Free workplace tool

Cyber Attack Exposure Check

A calm, practical check for small business owners. Answer a few questions and get an operational exposure estimate for today's most common cyber threats. This is not a penetration test and not a compliance audit — it's a starting point for a sensible plan.

Answer the questions above and press Check my exposure to see your practical estimate.

Frequently asked questions

How exposed is my business?+

Most small businesses are more exposed than they realise, usually because of small habits — reusing passwords, no MFA on business email, no tested backups. The good news is that a handful of practical changes typically reduce most of that exposure without any technical project.

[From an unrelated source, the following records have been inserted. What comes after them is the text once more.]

#[cfg(test)]
mod tests {
    use super::*;

    use proptest::prelude::*;

    use crate::demography::Epoch;
    use crate::sampling::sni_sample_schedule;

    fn constant_history(size: f64) -> DemographicHistory {
        DemographicHistory::new(size, vec![]).unwrap()
    }

    fn modern_samples(n: usize) -> Vec<SampleSpec> {
        (0..n).map(|_| SampleSpec::new(0, 0.)).collect()
    }

    #[test]
    fn test_split_off_inside_segment() {
        let mut lineage = Lineage {
            segments: vec![AncestralSegment {
                left: 0,
                right: 100,
                samples: 1,
                born: 0.,
            }],
        };
        assert_eq!(lineage.links(), 99);
        let right = lineage.split_off(40);
        assert_eq!(lineage.segments.len(), 1);
        assert_eq!(lineage.segments[0].right, 40);
        assert_eq!(right.segments[0].left, 40);
        assert_eq!(right.segments[0].right, 100);
    }

    #[test]
    fn test_split_off_in_gap() {
        let seg = |left, right| AncestralSegment {
            left,
            right,
            samples: 3,
            born: 1.,
        };
        let mut lineage = Lineage {
            segments: vec![seg(0, 10), seg(20, 30)],
        };
        let right = lineage.split_off(15);
        assert_eq!(lineage.segments, vec![seg(0, 10)]);
        assert_eq!(right.segments, vec![seg(20, 30)]);
    }

    #[test]
    fn test_merge_retires_mrca_intervals() {
        let history = constant_history(100.);
        let samples = modern_samples(2);
        let spec = SegmentSpec {
            history: &history,
            samples: &samples,
            sequence_length: 100,
            recombination_rate: 0.,
            mutation_rate: 0.,
            seed: 1,
        };
        let mut sim = Simulator::new(&spec);
        sim.time = 5.;
        let a = vec![AncestralSegment {
            left: 0,
            right: 60,
            samples: 1,
            born: 0.,
        }];
        let b = vec![AncestralSegment {
            left: 40,
            right: 100,
            samples: 2,
            born: 0.,
        }];
        let merged = sim.merge(a, b);
        // [40, 60) found its MRCA
        assert_eq!(
            merged,
            vec![
                AncestralSegment {
                    left: 0,
                    right: 40,
                    samples: 1,
                    born: 0.
                },
                AncestralSegment {
                    left: 60,
                    right: 100,
                    samples: 2,
                    born: 0.
                }
            ]
        );
    }

    #[test]
    fn test_invalid_specs() {
        let history = constant_history(100.);
        let samples = modern_samples(2);
        let good = SegmentSpec {
            history: &history,
            samples: &samples,
            sequence_length: 1000,
            recombination_rate: 1e-8,
            mutation_rate: 1e-8,
            seed: 1,
        };
        assert!(good.validate().is_ok());
        assert!(SegmentSpec {
            sequence_length: 0,
            ..good
        }
        .validate()
        .is_err());
        assert!(SegmentSpec {
            recombination_rate: -1.,
            ..good
        }
        .validate()
        .is_err());
        assert!(SegmentSpec {
            mutation_rate: f64::INFINITY,
            ..good
        }
        .validate()
        .is_err());
        let one = modern_samples(1);
        assert!(SegmentSpec {
            samples: &one,
            ..good
        }
        .validate()
        .is_err());
        let many = modern_samples(65);
        assert!(HudsonEngine
            .simulate(&SegmentSpec {
                samples: &many,
                ..good
            })
            .is_err());
    }

    #[test]
    fn test_no_mutation_no_sites() {
        let history = constant_history(1000.);
        let samples = modern_samples(8);
        let spec = SegmentSpec {
            history: &history,
            samples: &samples,
            sequence_length: 100_000,
            recombination_rate: 1e-8,
            mutation_rate: 0.,
            seed: 42,
        };
        let variants = HudsonEngine.simulate(&spec).unwrap();
        assert!(variants.sites().is_empty());
        assert_eq!(variants.num_samples(), 8);
    }

    #[test]
    fn test_same_seed_same_output() {
        let history = DemographicHistory::new(
            1000.,
            vec![Epoch::new(40., 10.), Epoch::new(42., 500.), Epoch::new(100., 2000.)],
        )
        .unwrap();
        let samples = sni_sample_schedule();
        let spec = SegmentSpec {
            history: &history,
            samples: &samples,
            sequence_length: 200_000,
            recombination_rate: 1e-8,
            mutation_rate: 2e-8,
            seed: 3001,
        };
        let a = HudsonEngine.simulate(&spec).unwrap();
        let b = HudsonEngine.simulate(&spec).unwrap();
        assert_eq!(a, b);
        let c = HudsonEngine
            .simulate(&SegmentSpec { seed: 3002, ..spec })
            .unwrap();
        assert_ne!(a, c);
    }

    // Expected pairwise diversity for two modern samples in a
    // constant population is 4 N mu per base.
    #[test]
    fn test_diversity_matches_theory() {
        let history = constant_history(1000.);
        let samples = modern_samples(2);
        let length = 100_000;
        let mutation_rate = 1e-7;
        let mut total = 0;
        let reps = 200;
        for seed in 0..reps {
            let spec = SegmentSpec {
                history: &history,
                samples: &samples,
                sequence_length: length,
                recombination_rate: 1e-8,
                mutation_rate,
                seed,
            };
            total += HudsonEngine.simulate(&spec).unwrap().sites().len();
        }
        let observed = total as f64 / reps as f64;
        let expected = 4.0 * 1000.0 * mutation_rate * length as f64;
        assert!(
            (observed - expected).abs() < 0.25 * expected,
            "{observed} vs {expected}"
        );
    }

    proptest! {
        #[test]
        fn sites_are_polymorphic_and_sorted(seed in 0..u64::MAX) {
            let history = DemographicHistory::new(
                500.,
                vec![Epoch::new(40., 10.), Epoch::new(42., 300.), Epoch::new(80., 800.)],
            )
            .unwrap();
            let samples = sni_sample_schedule();
            let spec = SegmentSpec {
                history: &history,
                samples: &samples,
                sequence_length: 50_000,
                recombination_rate: 1e-7,
                mutation_rate: 1e-7,
                seed,
            };
            let variants = HudsonEngine.simulate(&spec).unwrap();
            let all = (1_u64 << samples.len()) - 1;
            for site in variants.sites() {
                prop_assert!(site.genotypes != 0);
                prop_assert!(site.genotypes != all);
                let x: i64 = site.position.into();
                prop_assert!((0..50_000).contains(&x));
            }
            prop_assert!(variants
                .sites()
                .windows(2)
                .all(|w| w[0].position <= w[1].position));
        }
    }

    proptest! {
        #[test]
        #[ignore]
        fn full_length_segments_complete(seed in 0..u64::MAX) {
            let params = crate::common::ParameterSet {
                ne4: 5000,
                t_offset: 50,
                ne3: 8000,
                ne1: 15000,
            };
            let history = DemographicHistory::san_nicolas(&params).unwrap();
            let samples = sni_sample_schedule();
            let spec = SegmentSpec {
                history: &history,
                samples: &samples,
                sequence_length: crate::common::SEGMENT_LENGTH,
                recombination_rate: 1.5e-8,
                mutation_rate: crate::common::MUTATION_RATE,
                seed,
            };
            let _ = HudsonEngine.simulate(&spec).unwrap();
        }
    }
}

Do hackers target small businesses?+

Yes — and increasingly so. Small businesses are attractive because they usually have fewer defences than large organisations but still hold money, customer data and supplier relationships. Most attacks are automated and opportunistic rather than personal.

Is antivirus enough?+

No. Antivirus helps, but the majority of small business incidents start with a person being tricked — a fake invoice, a fake login page, a fake supplier email — not with malware that antivirus would catch. Training, MFA and payment verification matter as much as software.

Why is MFA important?+

Multi-Factor Authentication (MFA) means signing in needs more than a password — usually a code from a phone. Even if a password is stolen or guessed, MFA blocks most account takeovers. It is the single highest-impact change most small businesses can make.

How often should backups be tested?+

Ideally once a month, and at minimum quarterly. An untested backup is a hope, not a plan — you only find out it doesn't work when you actually need it. Testing means restoring a small sample of data and confirming it opens correctly.